Stored data Start Marker

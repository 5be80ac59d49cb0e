//! Row models and write DTOs.
//!
//! Each submodule contains:
//! - A `Deserialize` + `Serialize` struct matching the stored row
//! - `Deserialize` + `Validate` DTOs for writes, where the table takes writes

pub mod brand;
pub mod category;
pub mod ids;
pub mod marker;
pub mod vote;

use serde::de::DeserializeOwned;
use serde_json::Value;

use crate::store::StoreError;

/// Decode a batch of JSON rows.
pub(crate) fn decode_rows<T: DeserializeOwned>(rows: Vec<Value>) -> Result<Vec<T>, StoreError> {
    rows.into_iter()
        .map(|r| serde_json::from_value(r).map_err(StoreError::from))
        .collect()
}

/// Decode the first row, if any.
pub(crate) fn decode_first<T: DeserializeOwned>(rows: Vec<Value>) -> Result<Option<T>, StoreError> {
    rows.into_iter()
        .next()
        .map(serde_json::from_value)
        .transpose()
        .map_err(StoreError::from)
}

Stored data End Marker

Required action:
Whenever the string "Result" turns up in a line of the data, copy that line.

Your solution:
pub(crate) fn decode_rows<T: DeserializeOwned>(rows: Vec<Value>) -> Result<Vec<T>, StoreError> {
pub(crate) fn decode_first<T: DeserializeOwned>(rows: Vec<Value>) -> Result<Option<T>, StoreError> {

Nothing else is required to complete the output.